One new addition relates to bipolar disorder. Regulators are concerned that some patients presenting with depression might actually be in the beginning phases of bipolar disorder, which is marked by phases of depression alternating with periods of mania. "It's not proven, but treatment of depression may trigger a manic attack, and that's very dangerous," Katz said.
The FDA does not have the authority to require manufacturers to change their language. Nevertheless, officials are obviously hoping the cachet of the office will persuade manufacturers to see their point of view. All the manufacturers were sent changes in identical language. "We would hope that they would adopt the language intact," Katz said.

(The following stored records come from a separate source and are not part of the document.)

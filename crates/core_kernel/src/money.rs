//! Currency amounts for settlement and ledger postings
//!
//! Every invoice total, payment, discount and journal line is a `Money`: a
//! `rust_decimal` amount tagged with its currency. Arithmetic is checked,
//! so mixing currencies surfaces as a `MoneyError` instead of a wrong
//! balance.

use rust_decimal::Decimal;
use rust_decimal_macros::dec;
use serde::{Deserialize, Serialize};
use std::cmp::Ordering;
use std::fmt;
use std::str::FromStr;
use thiserror::Error;

/// Internal precision; discounts and rates are computed at this scale
/// before being rounded to the currency's minor unit.
const WORKING_SCALE: u32 = 4;

/// ISO 4217 currencies accepted as book or document currency
#[derive(Debug, Clone, Copy, PartialEq, Eq, Hash, Serialize, Deserialize)]
#[serde(rename_all = "UPPERCASE")]
pub enum Currency {
    USD,
    EUR,
    GBP,
    JPY,
    INR,
    SGD,
}

impl Currency {
    pub const ALL: [Currency; 6] = [
        Currency::USD,
        Currency::EUR,
        Currency::GBP,
        Currency::JPY,
        Currency::INR,
        Currency::SGD,
    ];

    /// Digits after the decimal point in the minor unit
    pub fn decimal_places(&self) -> u32 {
        if matches!(self, Currency::JPY) {
            0
        } else {
            2
        }
    }

    pub fn symbol(&self) -> &'static str {
        match self {
            Currency::USD => "$",
            Currency::EUR => "€",
            Currency::GBP => "£",
            Currency::JPY => "¥",
            Currency::INR => "₹",
            Currency::SGD => "S$",
        }
    }

    pub fn code(&self) -> &'static str {
        match self {
            Currency::USD => "USD",
            Currency::EUR => "EUR",
            Currency::GBP => "GBP",
            Currency::JPY => "JPY",
            Currency::INR => "INR",
            Currency::SGD => "SGD",
        }
    }
}

impl fmt::Display for Currency {
    fn fmt(&self, f: &mut fmt::Formatter<'_>) -> fmt::Result {
        f.write_str(self.code())
    }
}

impl FromStr for Currency {
    type Err = MoneyError;

    fn from_str(s: &str) -> Result<Self, Self::Err> {
        let code = s.trim();
        Currency::ALL
            .into_iter()
            .find(|c| c.code().eq_ignore_ascii_case(code))
            .ok_or_else(|| MoneyError::UnknownCurrency(code.to_string()))
    }
}

#[derive(Debug, Error, PartialEq, Eq)]
pub enum MoneyError {
    #[error("Currency mismatch: cannot combine {0} with {1}")]
    CurrencyMismatch(String, String),

    #[error("Invalid amount: {0}")]
    InvalidAmount(String),

    #[error("Unknown currency: {0}")]
    UnknownCurrency(String),
}

/// An amount in a single currency, held at four decimal places
#[derive(Debug, Clone, Copy, PartialEq, Eq, Hash, Serialize, Deserialize)]
pub struct Money {
    amount: Decimal,
    currency: Currency,
}

impl Money {
    pub fn new(amount: Decimal, currency: Currency) -> Self {
        Self {
            amount: amount.round_dp(WORKING_SCALE),
            currency,
        }
    }

    /// Builds an amount from minor units, e.g. cents for USD or yen for JPY
    pub fn from_minor(minor_units: i64, currency: Currency) -> Self {
        Self::new(Decimal::new(minor_units, currency.decimal_places()), currency)
    }

    pub fn zero(currency: Currency) -> Self {
        Self::new(dec!(0), currency)
    }

    pub fn amount(&self) -> Decimal {
        self.amount
    }

    pub fn currency(&self) -> Currency {
        self.currency
    }

    pub fn is_zero(&self) -> bool {
        self.amount.is_zero()
    }

    /// Strictly greater than zero
    pub fn is_positive(&self) -> bool {
        self.amount > Decimal::ZERO
    }

    /// Strictly less than zero
    pub fn is_negative(&self) -> bool {
        self.amount < Decimal::ZERO
    }

    pub fn abs(&self) -> Self {
        Self::new(self.amount.abs(), self.currency)
    }

    /// Same magnitude, opposite sign
    pub fn negated(&self) -> Self {
        Self::new(-self.amount, self.currency)
    }

    /// Negative amounts become zero; used where a balance may not go below nil
    pub fn floor_at_zero(&self) -> Self {
        Self::new(self.amount.max(Decimal::ZERO), self.currency)
    }

    /// Rounds half away from zero to the currency's minor unit
    pub fn round_to_currency(&self) -> Self {
        Self::new(self.amount.round_dp(self.currency.decimal_places()), self.currency)
    }

    /// # Errors
    ///
    /// `CurrencyMismatch` when `other` is in a different currency.
    pub fn checked_add(&self, other: &Money) -> Result<Money, MoneyError> {
        self.same_currency(other)?;
        Ok(Self::new(self.amount + other.amount, self.currency))
    }

    /// # Errors
    ///
    /// `CurrencyMismatch` when `other` is in a different currency.
    pub fn checked_sub(&self, other: &Money) -> Result<Money, MoneyError> {
        self.same_currency(other)?;
        Ok(Self::new(self.amount - other.amount, self.currency))
    }

    /// Scales the amount, keeping working precision
    pub fn multiply(&self, factor: Decimal) -> Self {
        Self::new(self.amount * factor, self.currency)
    }

    /// Same currency and within `tolerance` of each other
    pub fn approx_eq(&self, other: &Money, tolerance: Decimal) -> bool {
        self.currency == other.currency && (self.amount - other.amount).abs() <= tolerance
    }

    /// Totals `items`, stopping at the first amount not in `currency`
    pub fn sum<'a>(
        currency: Currency,
        items: impl IntoIterator<Item = &'a Money>,
    ) -> Result<Money, MoneyError> {
        let mut total = Money::zero(currency);
        for item in items {
            total = total.checked_add(item)?;
        }
        Ok(total)
    }

    fn same_currency(&self, other: &Money) -> Result<(), MoneyError> {
        if self.currency == other.currency {
            Ok(())
        } else {
            Err(MoneyError::CurrencyMismatch(
                self.currency.code().to_string(),
                other.currency.code().to_string(),
            ))
        }
    }
}

/// Amounts in different currencies are unordered
impl PartialOrd for Money {
    fn partial_cmp(&self, other: &Self) -> Option<Ordering> {
        (self.currency == other.currency).then(|| self.amount.cmp(&other.amount))
    }
}

impl fmt::Display for Money {
    fn fmt(&self, f: &mut fmt::Formatter<'_>) -> fmt::Result {
        let places = self.currency.decimal_places() as usize;
        write!(f, "{} {:.*}", self.currency.symbol(), places, self.amount)
    }
}

/// A fractional rate such as an early-payment discount percentage
#[derive(Debug, Clone, Copy, PartialEq, Eq, Serialize, Deserialize)]
pub struct Rate {
    value: Decimal,
}

impl Rate {
    /// From a fraction, so `0.02` is two percent
    pub fn new(value: Decimal) -> Self {
        Self { value }
    }

    /// From a percentage, so `2` is two percent
    pub fn from_percentage(percentage: Decimal) -> Self {
        Self::new(percentage / dec!(100))
    }

    pub fn as_decimal(&self) -> Decimal {
        self.value
    }

    pub fn as_percentage(&self) -> Decimal {
        self.value * dec!(100)
    }

    /// The rate's share of `money`, rounded to the minor unit
    pub fn apply(&self, money: &Money) -> Money {
        money.multiply(self.value).round_to_currency()
    }
}

impl fmt::Display for Rate {
    fn fmt(&self, f: &mut fmt::Formatter<'_>) -> fmt::Result {
        write!(f, "{}%", self.as_percentage().round_dp(WORKING_SCALE).normalize())
    }
}


#[cfg(test)]
mod proptests {
    use super::*;
    use proptest::prelude::*;

    proptest! {
        #[test]
        fn checked_add_is_associative(
            a in -1_000_000i64..1_000_000i64,
            b in -1_000_000i64..1_000_000i64,
            c in -1_000_000i64..1_000_000i64
        ) {
            let ma = Money::from_minor(a, Currency::USD);
            let mb = Money::from_minor(b, Currency::USD);
            let mc = Money::from_minor(c, Currency::USD);

            let left = ma.checked_add(&mb).unwrap().checked_add(&mc).unwrap();
            let right = ma.checked_add(&mb.checked_add(&mc).unwrap()).unwrap();
            prop_assert_eq!(left, right);
        }

        #[test]
        fn sum_matches_minor_unit_total(values in proptest::collection::vec(0i64..10_000_000i64, 0..20)) {
            let amounts: Vec<Money> = values.iter().map(|v| Money::from_minor(*v, Currency::USD)).collect();
            let total = Money::sum(Currency::USD, &amounts).unwrap();
            prop_assert_eq!(total, Money::from_minor(values.iter().sum(), Currency::USD));
        }
    }
}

By the FDA's own admission, this action is not likely to be the final word on the subject. Existing science on the topic is imperfect, and the agency has enlisted the help of Columbia University to review existing research. "Columbia is looking at all reports and trying to classify them sensibly as to whether they are suicidal thinking or not," said Dr. Robert Temple, director of medical policy at CDER. "It's not a new study, but they're helping us interpret what the results of previous studies say."
Katz added the FDA was planning to go back to the advisory committee in September to present the final analyses. "We don't know if the analyses will settle the question, but we do believe that they will tell us as much as the data currently in hand call tell us. They will be as definitive as they can be."
This does not obviate the fact that studies in children are far fewer in number than those in adults. "There's something in particular we're very worried about but what we don't know what to do with is a child who is seriously depressed," Temple said. "Depression has its own liabilities and is, in some ways, a fatal illness. We wish we had enough data to see if the long-term benefits [of antidepressants] outweigh the risk, but most of the studies weren't able to show a clear benefit. That doesn't mean that these drugs aren't useful or important in some people."
Dr. Marvin Lipkowitz, chairman of psychiatry at Maimonides Medical Center in New York City, favors the recommendations. "The newer drugs have been a boon in the treatment of depression," he said. "However, the advertisements and the way people think about the drugs makes them sound as if they are sort of like aspirin for headache. This is an error."
Many people now go to their primary-care physicians to get antidepressants, he said. "There is the potential that there will be an increase in the suicide rate. I don't think it's going to be a great increase, but any suicide is a great tragedy."